_What you will do:_ All entries must be given again exactly as written.
◆ ◆ ◆ ◆ ◆
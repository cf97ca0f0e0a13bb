use super::{Particle, StaggeredFieldSampler, Termination, TracerParameters, Trajectories, Trajectory};
use crate::math::{Point, Real};
use rayon::prelude::*;

/// Traces streamlines through one frozen velocity snapshot.
#[derive(Copy, Clone, Debug, Default)]
pub struct SteadyFlowTracer {
    pub params: TracerParameters,
}

impl SteadyFlowTracer {
    pub fn new(params: TracerParameters) -> Self {
        Self { params }
    }

    /// One streamline per seed, in the order of `seeds`, integrated with the step
    /// `params.streamline_dt`.
    pub fn trace(&self, seeds: &[Point<Real>], sampler: &StaggeredFieldSampler) -> Trajectories {
        let t0 = instant::now();
        let trajectories: Trajectories = seeds
            .par_iter()
            .map(|seed| self.trace_one(*seed, sampler))
            .collect();

        info!(
            "Traced {} streamlines ({} points): {}ms",
            trajectories.len(),
            trajectories.iter().map(|t| t.len()).sum::<usize>(),
            instant::now() - t0
        );

        trajectories
    }

    fn trace_one(&self, seed: Point<Real>, sampler: &StaggeredFieldSampler) -> Trajectory {
        let dt = self.params.streamline_dt;
        let mut particle = Particle::seeded(seed, sampler.geometry());
        let mut trajectory = Trajectory::new(seed);

        // One field evaluation per step, shared by the stagnation test and the integrator.
        while particle.is_active() {
            let velocity = sampler.velocity_at(&particle.position);
            if velocity.norm() < self.params.stagnation_speed {
                particle.terminate(Termination::Stagnated);
                break;
            }

            if let Some(position) =
                particle.advance_with_velocity(&velocity, dt, sampler.geometry(), &self.params)
            {
                trajectory.push(position);
            }
        }

        trajectory
    }
}

#[cfg(test)]
mod tests {
    use super::SteadyFlowTracer;
    use crate::geometry::{Grid3, GridGeometry};
    use crate::math::{Point, Real, Vector};
    use crate::tracing::{FlowSnapshot, StaggeredFieldSampler, Staggering, TracerParameters};
    use approx::assert_relative_eq;

    struct UniformFlow {
        geometry: GridGeometry,
        u: Grid3<Real>,
        v: Grid3<Real>,
        w: Grid3<Real>,
    }

    impl UniformFlow {
        fn new(velocity: Vector<Real>) -> Self {
            let geometry =
                GridGeometry::from_extent([8, 4, 4], Point::origin(), Vector::new(2.0, 1.0, 1.0))
                    .unwrap();
            Self {
                u: Grid3::from_elem(Staggering::FaceX.dims(&geometry), velocity.x),
                v: Grid3::from_elem(Staggering::FaceY.dims(&geometry), velocity.y),
                w: Grid3::from_elem(Staggering::FaceZ.dims(&geometry), velocity.z),
                geometry,
            }
        }

        fn sampler(&self) -> StaggeredFieldSampler {
            StaggeredFieldSampler::new(
                &self.geometry,
                FlowSnapshot::velocity(&self.u, &self.v, &self.w),
            )
            .unwrap()
        }
    }

    fn params() -> TracerParameters {
        TracerParameters {
            streamline_dt: 0.1,
            ..TracerParameters::default()
        }
    }

    #[test]
    fn streamline_of_uniform_flow_is_a_straight_line() {
        let flow = UniformFlow::new(Vector::x());
        let seed = Point::new(0.05, 0.5, 0.5);
        let trajectories = SteadyFlowTracer::new(params()).trace(&[seed], &flow.sampler());

        assert_eq!(trajectories.len(), 1);
        let line = &trajectories[0];
        // 0.05, 0.15, ..., 1.95. The exit at 2.05 isn't recorded.
        assert_eq!(line.len(), 20);
        assert_eq!(line.seed(), Some(&seed));
        for (n, p) in line.positions().iter().enumerate() {
            assert_relative_eq!(p.x, 0.05 + 0.1 * n as Real, epsilon = 1.0e-4);
            assert_relative_eq!(p.y, 0.5);
            assert_relative_eq!(p.z, 0.5);
        }
        assert_relative_eq!(line.arc_length(), 1.9, epsilon = 1.0e-4);
    }

    #[test]
    fn step_limit_bounds_streamlines() {
        let flow = UniformFlow::new(Vector::x());
        let params = TracerParameters {
            max_steps: 5,
            ..params()
        };
        let trajectories =
            SteadyFlowTracer::new(params).trace(&[Point::new(0.05, 0.5, 0.5)], &flow.sampler());
        assert_eq!(trajectories[0].len(), 6);

        // 0.35 / 0.1 allows three whole steps.
        let params = TracerParameters {
            max_time: 0.35,
            ..TracerParameters::default()
        };
        let trajectories =
            SteadyFlowTracer::new(params).trace(&[Point::new(0.05, 0.5, 0.5)], &flow.sampler());
        assert_eq!(trajectories[0].len(), 4);
    }

    #[test]
    fn stagnated_and_outside_seeds_yield_the_seed_only() {
        let still = UniformFlow::new(Vector::zeros());
        let trajectories =
            SteadyFlowTracer::new(params()).trace(&[Point::new(1.0, 0.5, 0.5)], &still.sampler());
        assert_eq!(trajectories[0].len(), 1);

        let flow = UniformFlow::new(Vector::x());
        let outside = Point::new(3.0, 0.5, 0.5);
        let trajectories = SteadyFlowTracer::new(params()).trace(&[outside], &flow.sampler());
        assert_eq!(trajectories[0].positions(), &[outside]);
    }

    #[test]
    fn trajectories_follow_seed_order() {
        let flow = UniformFlow::new(Vector::new(0.0, 0.0, 1.0));
        let seeds: Vec<_> = (0..16)
            .map(|n| Point::new(0.1 + 0.1 * n as Real, 0.5, 0.05))
            .collect();
        let trajectories = SteadyFlowTracer::new(params()).trace(&seeds, &flow.sampler());

        assert_eq!(trajectories.len(), seeds.len());
        for (seed, trajectory) in seeds.iter().zip(trajectories.iter()) {
            assert_eq!(trajectory.seed(), Some(seed));
            assert_eq!(trajectory.len(), 10);
            assert_relative_eq!(trajectory.last().unwrap().x, seed.x);
        }
    }
}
◆ ◆ ◆ ◆ ◆
_Response below:_
repository cf97ca0f0e0a13bb
use super::{Particle, StaggeredFieldSampler, Termination, TracerParameters, Trajectories, Trajectory};
use crate::math::{Point, Real};
use rayon::prelude::*;

/// Traces streamlines through one frozen velocity snapshot.
#[derive(Copy, Clone, Debug, Default)]
pub struct SteadyFlowTracer {
    pub params: TracerParameters,
}

impl SteadyFlowTracer {
    pub fn new(params: TracerParameters) -> Self {
        Self { params }
    }

    /// One streamline per seed, in the order of `seeds`, integrated with the step
    /// `params.streamline_dt`.
    pub fn trace(&self, seeds: &[Point<Real>], sampler: &StaggeredFieldSampler) -> Trajectories {
        let t0 = instant::now();
        let trajectories: Trajectories = seeds
            .par_iter()
            .map(|seed| self.trace_one(*seed, sampler))
            .collect();

        info!(
            "Traced {} streamlines ({} points): {}ms",
            trajectories.len(),
            trajectories.iter().map(|t| t.len()).sum::<usize>(),
            instant::now() - t0
        );

        trajectories
    }

    fn trace_one(&self, seed: Point<Real>, sampler: &StaggeredFieldSampler) -> Trajectory {
        let dt = self.params.streamline_dt;
        let mut particle = Particle::seeded(seed, sampler.geometry());
        let mut trajectory = Trajectory::new(seed);

        // One field evaluation per step, shared by the stagnation test and the integrator.
        while particle.is_active() {
            let velocity = sampler.velocity_at(&particle.position);
            if velocity.norm() < self.params.stagnation_speed {
                particle.terminate(Termination::Stagnated);
                break;
            }

            if let Some(position) =
                particle.advance_with_velocity(&velocity, dt, sampler.geometry(), &self.params)
            {
                trajectory.push(position);
            }
        }

        trajectory
    }
}

#[cfg(test)]
mod tests {
    use super::SteadyFlowTracer;
    use crate::geometry::{Grid3, GridGeometry};
    use crate::math::{Point, Real, Vector};
    use crate::tracing::{FlowSnapshot, StaggeredFieldSampler, Staggering, TracerParameters};
    use approx::assert_relative_eq;

    struct UniformFlow {
        geometry: GridGeometry,
        u: Grid3<Real>,
        v: Grid3<Real>,
        w: Grid3<Real>,
    }

    impl UniformFlow {
        fn new(velocity: Vector<Real>) -> Self {
            let geometry =
                GridGeometry::from_extent([8, 4, 4], Point::origin(), Vector::new(2.0, 1.0, 1.0))
                    .unwrap();
            Self {
                u: Grid3::from_elem(Staggering::FaceX.dims(&geometry), velocity.x),
                v: Grid3::from_elem(Staggering::FaceY.dims(&geometry), velocity.y),
                w: Grid3::from_elem(Staggering::FaceZ.dims(&geometry), velocity.z),
                geometry,
            }
        }

        fn sampler(&self) -> StaggeredFieldSampler {
            StaggeredFieldSampler::new(
                &self.geometry,
                FlowSnapshot::velocity(&self.u, &self.v, &self.w),
            )
            .unwrap()
        }
    }

    fn params() -> TracerParameters {
        TracerParameters {
            streamline_dt: 0.1,
            ..TracerParameters::default()
        }
    }

    #[test]
    fn streamline_of_uniform_flow_is_a_straight_line() {
        let flow = UniformFlow::new(Vector::x());
        let seed = Point::new(0.05, 0.5, 0.5);
        let trajectories = SteadyFlowTracer::new(params()).trace(&[seed], &flow.sampler());

        assert_eq!(trajectories.len(), 1);
        let line = &trajectories[0];
        // 0.05, 0.15, ..., 1.95. The exit at 2.05 isn't recorded.
        assert_eq!(line.len(), 20);
        assert_eq!(line.seed(), Some(&seed));
        for (n, p) in line.positions().iter().enumerate() {
            assert_relative_eq!(p.x, 0.05 + 0.1 * n as Real, epsilon = 1.0e-4);
            assert_relative_eq!(p.y, 0.5);
            assert_relative_eq!(p.z, 0.5);
        }
        assert_relative_eq!(line.arc_length(), 1.9, epsilon = 1.0e-4);
    }

    #[test]
    fn step_limit_bounds_streamlines() {
        let flow = UniformFlow::new(Vector::x());
        let params = TracerParameters {
            max_steps: 5,
            ..params()
        };
        let trajectories =
            SteadyFlowTracer::new(params).trace(&[Point::new(0.05, 0.5, 0.5)], &flow.sampler());
        assert_eq!(trajectories[0].len(), 6);

        // 0.35 / 0.1 allows three whole steps.
        let params = TracerParameters {
            max_time: 0.35,
            ..TracerParameters::default()
        };
        let trajectories =
            SteadyFlowTracer::new(params).trace(&[Point::new(0.05, 0.5, 0.5)], &flow.sampler());
        assert_eq!(trajectories[0].len(), 4);
    }

    #[test]
    fn stagnated_and_outside_seeds_yield_the_seed_only() {
        let still = UniformFlow::new(Vector::zeros());
        let trajectories =
            SteadyFlowTracer::new(params()).trace(&[Point::new(1.0, 0.5, 0.5)], &still.sampler());
        assert_eq!(trajectories[0].len(), 1);

        let flow = UniformFlow::new(Vector::x());
        let outside = Point::new(3.0, 0.5, 0.5);
        let trajectories = SteadyFlowTracer::new(params()).trace(&[outside], &flow.sampler());
        assert_eq!(trajectories[0].positions(), &[outside]);
    }

    #[test]
    fn trajectories_follow_seed_order() {
        let flow = UniformFlow::new(Vector::new(0.0, 0.0, 1.0));
        let seeds: Vec<_> = (0..16)
            .map(|n| Point::new(0.1 + 0.1 * n as Real, 0.5, 0.05))
            .collect();
        let trajectories = SteadyFlowTracer::new(params()).trace(&seeds, &flow.sampler());

        assert_eq!(trajectories.len(), seeds.len());
        for (seed, trajectory) in seeds.iter().zip(trajectories.iter()) {
            assert_eq!(trajectory.seed(), Some(seed));
            assert_eq!(trajectory.len(), 10);
            assert_relative_eq!(trajectory.last().unwrap().x, seed.x);
        }
    }
}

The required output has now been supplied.